Ah, but there was still no escaping those fluctuations – certainly not in the 1930s, when they led to the biggest ever market crash and the Great Depression that followed. But at that time the scientific concept of noise, pioneered by Einstein and Marian Smoluchowski, was in its infancy. Much better understood was the concept of oscillations – of periodic movements. And so economists decided that, because sometimes prices rose and sometimes they fell, they must be ‘cyclic’, which is to say, periodic. This gave rise to the most extraordinary proliferation of theories about economic ‘cycles’ – there were Kitchin cycles, Juglar cycles, Kuznets and Kondriateff cycles… The Great Crash was then simply an unfortunate piling up of troughs in different cycles. Some were more sophisticated: in the 1930s US accountant Ralph Elliott proposed that markets wax and wane in waves based on the Fibonacci series, a piece of numerology that even today leaves analysts making forecasts based on the Golden Mean, as though they have been spending rather too long with The Da Vinci Code.

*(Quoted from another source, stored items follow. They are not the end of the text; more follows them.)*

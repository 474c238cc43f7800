//! # Stardrift
//!
//! **The scene core of a small planet-flyer: glTF/GLB loading, transforms,
//! a free-fly camera and frustum culling.**
//!
//! Stardrift never talks to a graphics API. Meshes, textures and uniforms go
//! through two capability traits, [`RenderBackend`] and [`ShaderProgram`],
//! that the host implements for whatever it renders with.
//!
//! ## Quick Start
//!
//! ```no_run
//! use stardrift::*;
//!
//! # fn run(backend: &mut impl RenderBackend, shader: &mut impl ShaderProgram) -> Result<()> {
//! let loader = GltfLoader::from_dir("assets/models");
//! let mut ship = loader.load_blocking("ship.glb")?;
//! ship.upload(backend);
//!
//! let mut camera = Camera::new(Vec3::new(0.0, 20.0, 60.0));
//! camera.update(Vec2::new(1280.0, 720.0));
//! camera.bind(shader);
//!
//! ship.transform.set_position(0.0, 0.0, -10.0);
//! ship.render(shader, backend, Some(camera.frustum()));
//! # Ok(())
//! # }
//! ```
//!
//! ## Pieces
//!
//! - [`Transform`] memoizes its matrix behind a dirty flag.
//! - [`Camera`] runs scripted or free-fly and keeps its [`Frustum`] current.
//! - [`GltfLoader`] builds a [`Model`] with node transforms baked into vertices.
//! - [`Stage`] ticks entities, the camera and the render pass in a fixed order.

mod bounds;
mod camera;
mod error;
mod frustum;
pub mod gltf;
mod input;
mod mesh;
mod model;
mod render;
mod stage;
mod texture;
mod transform;

pub use bounds::Aabb;
pub use camera::{Camera, CameraConfig, CameraMode};
pub use error::{LoadError, Result};
pub use frustum::{Frustum, plane};
pub use gltf::{FileFetcher, GltfLoader, LoaderConfig, MemoryFetcher, ResourceFetcher};
pub use input::{Input, InputState};
pub use mesh::{Material, Mesh, Vertex};
pub use model::Model;
pub use render::{MeshId, RenderBackend, ShaderProgram, TextureId, uniforms};
pub use stage::{Entity, RenderContext, Stage, UpdateContext};
pub use texture::{Filter, SamplerParams, Texture, Wrap};
pub use transform::Transform;

// Re-export glam types for convenience
pub use glam::{Mat3, Mat4, Quat, Vec2, Vec3, Vec4};

// Re-export winit input types used by InputState
pub use winit::event::MouseButton;
pub use winit::keyboard::KeyCode;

As a result, we are now seemingly stuck with the concept of the ‘business cycle’, a piece of lore so deeply embedded in economics that it is almost impossible to discuss market behaviour without it. So let’s get it straight: there is no business cycle in any meaningful sense – nothing cyclic about ‘bull’ and ‘bear’ markets. Sometimes traders decide to buy; sometimes they sell. Sometimes prices rise; sometimes they fall. Things go up and down. That is not a ‘cycle’. “There is no empirical evidence for cycles or periodicity”, says McCauley. “And there is also no evidence for periodic motion plus noise. There is only noise with [long-term] drift. So the better phrase would be 'business fluctuations'.” But ‘fluctuations’ sounds little scary – as though there might be something unpredictable about it.

And anyway, there is a neoclassical explanation for business cycles, so no need to worry. It was concocted by Finn Kydland and Edward Prescott and they won the 2004 Nobel prize for it. Surely that counts for something? Not in McCauley’s view: “The K&P model is totally misleading and, like many other examples in economics, should have been awarded a booby prize, certainly not a Noble Prize.” This model gives the favoured explanation: those pesky fluctuations are ‘exogenous’, imposed from outside. The market is perfect; it’s just that the world gets in the way.

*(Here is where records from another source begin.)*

//! Headless demo: load a glTF/GLB model, print what was loaded, then fly a
//! scripted camera past it for a few simulated frames and report how often
//! frustum culling kept it off screen.
//!
//! ```text
//! RUST_LOG=debug cargo run -- assets/models/planet.glb
//! ```

use std::path::Path;
use std::process::ExitCode;
use std::rc::Rc;

use stardrift::{
    Camera, Entity, GltfLoader, Input, Mat4, MeshId, Model, RenderBackend, RenderContext,
    ShaderProgram, Stage, Texture, TextureId, Transform, UpdateContext, Vec2, Vec3,
};

const FRAMES: u32 = 120;
const FRAME_TIME: f32 = 1.0 / 60.0;
const VIEWPORT: Vec2 = Vec2::new(1280.0, 720.0);

/// Counts what a real backend would have been asked to do.
#[derive(Default)]
struct CountingBackend {
    meshes: usize,
    textures: usize,
    draws: usize,
    triangles: u64,
}

impl RenderBackend for CountingBackend {
    fn upload_mesh(&mut self, _vertices: &[u8], _indices: &[u16]) -> MeshId {
        self.meshes += 1;
        MeshId(self.meshes - 1)
    }

    fn create_texture(&mut self, _texture: &Texture) -> TextureId {
        self.textures += 1;
        TextureId(self.textures - 1)
    }

    fn white_texture(&mut self) -> TextureId {
        TextureId(usize::MAX)
    }

    fn bind_texture(&mut self, _texture: TextureId) {}

    fn draw_indexed(&mut self, _mesh: MeshId, index_count: u32) {
        self.draws += 1;
        self.triangles += u64::from(index_count / 3);
    }
}

/// Accepts every uniform and discards it.
struct NullShader;

impl ShaderProgram for NullShader {
    type Location = ();

    fn use_program(&mut self) {}

    fn uniform_location(&mut self, _name: &str) -> Option<()> {
        Some(())
    }

    fn set_vec3(&mut self, _location: (), _value: Vec3) {}
    fn set_mat4(&mut self, _location: (), _value: &Mat4) {}
    fn set_f32(&mut self, _location: (), _value: f32) {}
}

/// Slowly spins the model and sweeps the camera around it, far enough that
/// the model leaves the view for part of the orbit.
struct Showcase {
    model: Rc<Model>,
    transform: Transform,
    radius: f32,
    frames_drawn: Rc<std::cell::Cell<u32>>,
}

impl Entity<NullShader, CountingBackend> for Showcase {
    fn update(&mut self, ctx: &mut UpdateContext<'_>, dt: f32) {
        let spin = self.transform.rotation.y + dt * 0.5;
        self.transform.set_rotation(0.0, spin, 0.0);

        let angle = ctx.time * std::f32::consts::TAU / (FRAMES as f32 * FRAME_TIME);
        let eye = Vec3::new(angle.cos(), 0.3, angle.sin()) * self.radius;
        // Look along the orbit tangent half of the time so the model drifts
        // in and out of view.
        let target = if angle.sin() > 0.0 {
            Vec3::ZERO
        } else {
            eye + Vec3::new(-angle.sin(), 0.0, angle.cos())
        };
        ctx.camera.look_at(eye, target);
    }

    fn render(&self, ctx: &mut RenderContext<'_, NullShader, CountingBackend>) {
        let drawn = self.model.render_at(
            &self.transform,
            ctx.shader,
            ctx.backend,
            Some(ctx.camera.frustum()),
        );
        if drawn {
            self.frames_drawn.set(self.frames_drawn.get() + 1);
        }
    }
}

fn main() -> ExitCode {
    env_logger::init();

    let Some(path) = std::env::args().nth(1) else {
        eprintln!("usage: stardrift <model.gltf|model.glb>");
        return ExitCode::FAILURE;
    };

    let path = Path::new(&path);
    let base = path.parent().unwrap_or(Path::new(""));
    let Some(file) = path.file_name().and_then(|f| f.to_str()) else {
        eprintln!("[stardrift] not a file path: {}", path.display());
        return ExitCode::FAILURE;
    };

    let mut model = match GltfLoader::from_dir(base).load_blocking(file) {
        Ok(model) => model,
        Err(err) => {
            eprintln!("[stardrift] failed to load {}: {err}", path.display());
            return ExitCode::FAILURE;
        }
    };

    println!("{}: {} mesh(es)", path.display(), model.meshes.len());
    for (i, mesh) in model.meshes.iter().enumerate() {
        let material = &mesh.material;
        println!(
            "  mesh {i}: {} vertices, {} triangles, bounds {:?}..{:?}, base color {:?}, texture {}",
            mesh.vertex_count(),
            mesh.index_count() / 3,
            mesh.bounds.min,
            mesh.bounds.max,
            material.base_color,
            material
                .texture
                .as_ref()
                .map_or("none".to_string(), |t| format!("{}x{}", t.width, t.height)),
        );
    }

    let bounds = model.bounds();
    if bounds.is_empty() {
        println!("nothing to render");
        return ExitCode::SUCCESS;
    }
    println!("model bounds {:?}..{:?}", bounds.min, bounds.max);

    let mut backend = CountingBackend::default();
    model.upload(&mut backend);

    let frames_drawn = Rc::new(std::cell::Cell::new(0));
    let showcase = Showcase {
        model: Rc::new(model),
        // Center the model on the origin so the orbit circles it.
        transform: Transform::from_position(-bounds.center()),
        radius: bounds.size().length().max(1.0) * 1.5,
        frames_drawn: Rc::clone(&frames_drawn),
    };

    let input = Input::new();
    let mut stage = Stage::new(Camera::new(Vec3::ZERO), NullShader, backend);
    stage.add_entity(Box::new(showcase), &input);
    for _ in 0..FRAMES {
        stage.tick(&input, FRAME_TIME, VIEWPORT);
    }

    println!(
        "{FRAMES} frames: model visible in {}, culled in {}; {} draw calls, {} triangles",
        frames_drawn.get(),
        FRAMES - frames_drawn.get(),
        stage.backend.draws,
        stage.backend.triangles
    );
    ExitCode::SUCCESS
}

You’d think we must have a good understanding of business cycles, because some economic policies depend on it. One of the five criteria for the UK entering into the European monetary union – for adopting the euro – is that UK business cycles should converge with those of countries that now have the euro. This, I assumed, must be predicated on some model of what causes the business cycle – surely we wouldn’t make a criterion like this if we didn’t understand the phenomenon that underpinned it? So I wrote to the UK Treasury two years ago to ask what model they used to understand the business cycle. I’m still waiting for an answer.

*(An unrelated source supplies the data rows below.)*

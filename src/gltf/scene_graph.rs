//! Global node matrices from the scene hierarchy.
//!
//! Traversal is depth-first, left to right, starting at each scene root with
//! an identity parent. A node's local matrix is its explicit `matrix` when
//! one is given, otherwise `T * R * S` from whichever TRS fields are present.
//!
//! Nodes shared between several parents are visited once per path. A node
//! reached again while it is still on the current path is a cycle and fails
//! the load. Hierarchies nested deeper than [`MAX_DEPTH`] or expanding to
//! more than [`MAX_VISITS`] visits are rejected as malformed.

use glam::{Mat4, Quat, Vec3};

use super::document::{Node, lookup};
use crate::error::{LoadError, Result};

/// Deepest root-to-node path accepted.
pub const MAX_DEPTH: usize = 4096;
/// Most node visits one scene may expand to.
pub const MAX_VISITS: usize = 1 << 20;

/// One visit of a node during traversal.
#[derive(Clone, Copy, Debug, PartialEq)]
pub struct NodeVisit {
    pub node: usize,
    pub global: Mat4,
}

/// Every node visit in traversal order.
#[derive(Clone, Debug, Default)]
pub struct ResolvedScene {
    pub visits: Vec<NodeVisit>,
}

impl ResolvedScene {
    /// Global matrix of `node` on its last visited path.
    pub fn global(&self, node: usize) -> Option<Mat4> {
        self.visits
            .iter()
            .rev()
            .find(|visit| visit.node == node)
            .map(|visit| visit.global)
    }
}

/// The node's transform relative to its parent.
pub fn local_matrix(node: &Node) -> Mat4 {
    if let Some(matrix) = node.matrix {
        return Mat4::from_cols_array(&matrix);
    }

    let translation = node.translation.map(Vec3::from).unwrap_or(Vec3::ZERO);
    let rotation = node.rotation.map(Quat::from_array).unwrap_or(Quat::IDENTITY);
    let scale = node.scale.map(Vec3::from).unwrap_or(Vec3::ONE);
    Mat4::from_translation(translation) * Mat4::from_quat(rotation) * Mat4::from_scale(scale)
}

/// Resolves global matrices for every node reachable from `roots`.
pub fn resolve(nodes: &[Node], roots: &[usize]) -> Result<ResolvedScene> {
    let mut walk = Walk {
        nodes,
        on_path: vec![false; nodes.len()],
        stack: Vec::new(),
        resolved: ResolvedScene::default(),
    };
    for &root in roots {
        walk.enter(root, Mat4::IDENTITY)?;
        while let Some(frame) = walk.stack.last_mut() {
            let node = &nodes[frame.node];
            match node.children.get(frame.next_child) {
                Some(&child) => {
                    frame.next_child += 1;
                    let parent = frame.global;
                    walk.enter(child, parent)?;
                }
                None => {
                    walk.on_path[frame.node] = false;
                    walk.stack.pop();
                }
            }
        }
    }
    Ok(walk.resolved)
}

/// Nodes that are nobody's child, in index order.
pub fn parentless(nodes: &[Node]) -> Vec<usize> {
    let mut has_parent = vec![false; nodes.len()];
    for child in nodes.iter().flat_map(|node| &node.children) {
        if let Some(flag) = has_parent.get_mut(*child) {
            *flag = true;
        }
    }
    (0..nodes.len()).filter(|&i| !has_parent[i]).collect()
}

/// A node on the current path and the next child to descend into.
struct Frame {
    node: usize,
    global: Mat4,
    next_child: usize,
}

struct Walk<'a> {
    nodes: &'a [Node],
    on_path: Vec<bool>,
    stack: Vec<Frame>,
    resolved: ResolvedScene,
}

impl Walk<'_> {
    /// Records a visit of `index` below `parent` and pushes it on the path.
    fn enter(&mut self, index: usize, parent: Mat4) -> Result<()> {
        let node = lookup(self.nodes, index, "node")?;
        if self.on_path[index] {
            return Err(LoadError::SceneGraphCycle(index));
        }
        if self.stack.len() >= MAX_DEPTH {
            return Err(LoadError::malformed(format!(
                "node hierarchy deeper than {MAX_DEPTH} levels"
            )));
        }
        if self.resolved.visits.len() >= MAX_VISITS {
            return Err(LoadError::malformed(format!(
                "node hierarchy expands to more than {MAX_VISITS} visits"
            )));
        }

        let global = parent * local_matrix(node);
        self.resolved.visits.push(NodeVisit {
            node: index,
            global,
        });
        self.on_path[index] = true;
        self.stack.push(Frame {
            node: index,
            global,
            next_child: 0,
        });
        Ok(())
    }
}

#[cfg(test)]
mod tests {
    use super::*;

    fn translated(x: f32, y: f32, z: f32, children: Vec<usize>) -> Node {
        Node {
            translation: Some([x, y, z]),
            children,
            ..Default::default()
        }
    }

    #[test]
    fn child_inherits_parent_translation() {
        let nodes = vec![translated(10.0, 0.0, 0.0, vec![1]), translated(0.0, 5.0, 0.0, vec![])];
        let scene = resolve(&nodes, &[0]).unwrap();

        let child = scene.global(1).unwrap();
        assert_eq!(child.w_axis.truncate(), Vec3::new(10.0, 5.0, 0.0));
    }

    #[test]
    fn explicit_matrix_overrides_trs() {
        let node = Node {
            matrix: Some(Mat4::from_translation(Vec3::new(1.0, 2.0, 3.0)).to_cols_array()),
            translation: Some([100.0, 100.0, 100.0]),
            scale: Some([5.0, 5.0, 5.0]),
            ..Default::default()
        };
        assert_eq!(
            local_matrix(&node),
            Mat4::from_translation(Vec3::new(1.0, 2.0, 3.0))
        );
    }

    #[test]
    fn trs_applies_scale_then_rotation_then_translation() {
        let node = Node {
            translation: Some([0.0, 0.0, 4.0]),
            rotation: Some(Quat::from_rotation_y(std::f32::consts::FRAC_PI_2).to_array()),
            scale: Some([2.0, 2.0, 2.0]),
            ..Default::default()
        };
        let p = local_matrix(&node).transform_point3(Vec3::X);
        assert!(p.abs_diff_eq(Vec3::new(0.0, 0.0, 2.0), 1e-5));
    }

    #[test]
    fn traversal_is_depth_first_left_to_right() {
        let nodes = vec![
            translated(0.0, 0.0, 0.0, vec![1, 3]),
            translated(0.0, 0.0, 0.0, vec![2]),
            Node::default(),
            Node::default(),
        ];
        let scene = resolve(&nodes, &[0]).unwrap();
        let order: Vec<usize> = scene.visits.iter().map(|v| v.node).collect();
        assert_eq!(order, vec![0, 1, 2, 3]);
    }

    #[test]
    fn shared_child_is_visited_per_parent() {
        let nodes = vec![
            translated(1.0, 0.0, 0.0, vec![2]),
            translated(-1.0, 0.0, 0.0, vec![2]),
            Node::default(),
        ];
        let scene = resolve(&nodes, &[0, 1]).unwrap();

        let shared: Vec<Vec3> = scene
            .visits
            .iter()
            .filter(|v| v.node == 2)
            .map(|v| v.global.w_axis.truncate())
            .collect();
        assert_eq!(shared, vec![Vec3::X, Vec3::NEG_X]);
        assert_eq!(scene.global(2).unwrap().w_axis.truncate(), Vec3::NEG_X);
    }

    #[test]
    fn cycle_is_reported() {
        let nodes = vec![
            translated(0.0, 0.0, 0.0, vec![1]),
            translated(0.0, 0.0, 0.0, vec![0]),
        ];
        assert!(matches!(
            resolve(&nodes, &[0]),
            Err(LoadError::SceneGraphCycle(0))
        ));

        let self_loop = vec![translated(0.0, 0.0, 0.0, vec![0])];
        assert!(matches!(
            resolve(&self_loop, &[0]),
            Err(LoadError::SceneGraphCycle(0))
        ));
    }

    #[test]
    fn dangling_child_is_malformed() {
        let nodes = vec![translated(0.0, 0.0, 0.0, vec![7])];
        assert!(matches!(
            resolve(&nodes, &[0]),
            Err(LoadError::MalformedContainer(_))
        ));
    }

    #[test]
    fn parentless_nodes_are_roots() {
        let nodes = vec![
            translated(0.0, 0.0, 0.0, vec![2]),
            Node::default(),
            Node::default(),
        ];
        assert_eq!(parentless(&nodes), vec![0, 1]);
    }

    fn chain(len: usize) -> Vec<Node> {
        (0..len)
            .map(|i| {
                let children = if i + 1 < len { vec![i + 1] } else { vec![] };
                translated(0.0, 1.0, 0.0, children)
            })
            .collect()
    }

    #[test]
    fn deep_chain_within_limit_resolves() {
        let scene = resolve(&chain(MAX_DEPTH), &[0]).unwrap();
        assert_eq!(scene.visits.len(), MAX_DEPTH);
        assert_eq!(
            scene.global(MAX_DEPTH - 1).unwrap().w_axis.y,
            MAX_DEPTH as f32
        );
    }

    #[test]
    fn overly_deep_chain_is_malformed() {
        assert!(matches!(
            resolve(&chain(200_000), &[0]),
            Err(LoadError::MalformedContainer(_))
        ));
    }

    #[test]
    fn exponential_sharing_is_malformed() {
        // Every level's two nodes both point at both nodes of the next level.
        let levels = 40;
        let nodes: Vec<Node> = (0..levels * 2)
            .map(|i| {
                let next = (i / 2 + 1) * 2;
                let children = if next < levels * 2 { vec![next, next + 1] } else { vec![] };
                translated(0.0, 0.0, 0.0, children)
            })
            .collect();
        assert!(matches!(
            resolve(&nodes, &[0]),
            Err(LoadError::MalformedContainer(_))
        ));
    }
}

Economics as a whole is not a worthless discipline – indeed, some of the recent Nobels (look at 1998, 2002 and 2005, for example) have been awarded for genuinely exciting work. But McCauley is not alone in thinking that its core is rotten. Steve Keen’s Debunking Economics (Pluto Press, 2001) demonstrates why, even if you accept the absurdly simplistic first principles of neoclassical microeconomic theory, the way the theory unfolds is internally inconsistent. Economists interested in using agent-based modelling to explore realistic agent behaviour and non-equilibrium markets have become so fed up with their exclusion from the mainstream that they are starting their own journal, the Journal of Economic Interaction and Coordination. Such models have made it very clear that Tom Stevenson’s hunch that market fluctuations come from herding behaviour – that the noise is intrinsic to the economy, not an external disturbance – is right on the mark. So much so, in fact, that it is odd and disheartening to see commentators still needing to disclose this as though it was some kind of revelation.